● DATA UNDER STUDY:

Segment Open

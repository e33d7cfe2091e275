// talog-core/src/application/registry.rs

// Reference resolution without dynamic imports: every callable a catalog may
// name is registered up front under its dotted reference.

use std::collections::BTreeMap;
use std::fmt;
use std::sync::{Arc, LazyLock};

use regex::Regex;

use crate::domain::arguments::{Arguments, CallError, Verdict};
use crate::domain::error::ReferenceError;
use crate::domain::value::Value;
use crate::ports::DataSource;

pub type FactoryFn = dyn Fn(Arguments) -> Result<Value, CallError> + Send + Sync;
pub type ValidatorFn =
    dyn Fn(&dyn DataSource, Arguments) -> Result<Verdict, CallError> + Send + Sync;

#[allow(clippy::unwrap_used)]
static REFERENCE_RE: LazyLock<Regex> = LazyLock::new(|| {
    Regex::new(r"^[A-Za-z_][A-Za-z0-9_]*(\.[A-Za-z_][A-Za-z0-9_]*)*(:[A-Za-z_][A-Za-z0-9_]*)?$")
        .unwrap()
});

#[derive(Clone)]
pub enum Callable {
    /// Builds a value from keyword arguments.
    Factory(Arc<FactoryFn>),
    /// Judges a data source, given extra keyword arguments.
    Validator(Arc<ValidatorFn>),
}

impl Callable {
    pub fn kind(&self) -> &'static str {
        match self {
            Callable::Factory(_) => "factory",
            Callable::Validator(_) => "validator",
        }
    }
}

impl fmt::Debug for Callable {
    fn fmt(&self, f: &mut fmt::Formatter<'_>) -> fmt::Result {
        write!(f, "Callable::{}", self.kind())
    }
}

#[derive(Debug, Clone, Default)]
pub struct Registry {
    entries: BTreeMap<String, Callable>,
}

impl Registry {
    /// An empty registry.
    pub fn new() -> Self {
        Self::default()
    }

    /// A registry holding the built-in sources and validators.
    pub fn with_builtins() -> Self {
        let mut registry = Self::new();
        crate::infrastructure::adapters::register_builtins(&mut registry);
        registry
    }

    pub fn register_factory<F>(&mut self, reference: impl Into<String>, factory: F) -> &mut Self
    where
        F: Fn(Arguments) -> Result<Value, CallError> + Send + Sync + 'static,
    {
        self.entries
            .insert(reference.into(), Callable::Factory(Arc::new(factory)));
        self
    }

    pub fn register_validator<F>(
        &mut self,
        reference: impl Into<String>,
        validator: F,
    ) -> &mut Self
    where
        F: Fn(&dyn DataSource, Arguments) -> Result<Verdict, CallError> + Send + Sync + 'static,
    {
        self.entries
            .insert(reference.into(), Callable::Validator(Arc::new(validator)));
        self
    }

    /// Every registered reference, sorted.
    pub fn references(&self) -> impl Iterator<Item = &str> {
        self.entries.keys().map(String::as_str)
    }

    pub fn contains(&self, reference: &str) -> bool {
        self.entries.contains_key(reference)
    }

    /// Resolve a dotted reference (`pkg.module.Name` or `pkg.module.Name:attr`).
    pub fn resolve(&self, reference: &str) -> Result<&Callable, ReferenceError> {
        check_syntax(reference)?;
        if let Some(callable) = self.entries.get(reference) {
            return Ok(callable);
        }

        let (module, attribute) = split_reference(reference);
        if !module.is_empty() && !self.knows_module(module) {
            return Err(ReferenceError::UnknownModule {
                reference: reference.to_string(),
                module: module.to_string(),
            });
        }
        Err(ReferenceError::UnknownAttribute {
            reference: reference.to_string(),
            module: if module.is_empty() {
                "<root>".to_string()
            } else {
                module.to_string()
            },
            attribute: attribute.to_string(),
        })
    }

    pub fn resolve_factory(&self, reference: &str) -> Result<Arc<FactoryFn>, ReferenceError> {
        match self.resolve(reference)? {
            Callable::Factory(f) => Ok(Arc::clone(f)),
            other => Err(ReferenceError::KindMismatch {
                reference: reference.to_string(),
                expected: "factory",
                found: other.kind(),
            }),
        }
    }

    pub fn resolve_validator(&self, reference: &str) -> Result<Arc<ValidatorFn>, ReferenceError> {
        match self.resolve(reference)? {
            Callable::Validator(v) => Ok(Arc::clone(v)),
            other => Err(ReferenceError::KindMismatch {
                reference: reference.to_string(),
                expected: "validator",
                found: other.kind(),
            }),
        }
    }

    fn knows_module(&self, module: &str) -> bool {
        self.entries.keys().any(|key| {
            key.strip_prefix(module).is_some_and(|rest| {
                rest.is_empty() || rest.starts_with('.') || rest.starts_with(':')
            })
        })
    }
}

fn check_syntax(reference: &str) -> Result<(), ReferenceError> {
    if REFERENCE_RE.is_match(reference) {
        return Ok(());
    }
    let reason = if reference.matches(':').count() > 1 {
        "at most one `:` is allowed"
    } else {
        "expected dot-separated identifiers"
    };
    Err(ReferenceError::Malformed {
        reference: reference.to_string(),
        reason: reason.to_string(),
    })
}

/// `a.b.C:m` -> (`a.b.C`, `m`); `a.b.f` -> (`a.b`, `f`); `f` -> (``, `f`).
fn split_reference(reference: &str) -> (&str, &str) {
    if let Some((owner, attribute)) = reference.split_once(':') {
        return (owner, attribute);
    }
    match reference.rsplit_once('.') {
        Some((module, attribute)) => (module, attribute),
        None => ("", reference),
    }
}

Segment Closed

● TASK ITEM:
Filter the entries above and return only the lines holding "ValidatorFn".

● EXPECTED ANSWER:
pub type ValidatorFn =
    Validator(Arc<ValidatorFn>),
    pub fn resolve_validator(&self, reference: &str) -> Result<Arc<ValidatorFn>, ReferenceError> {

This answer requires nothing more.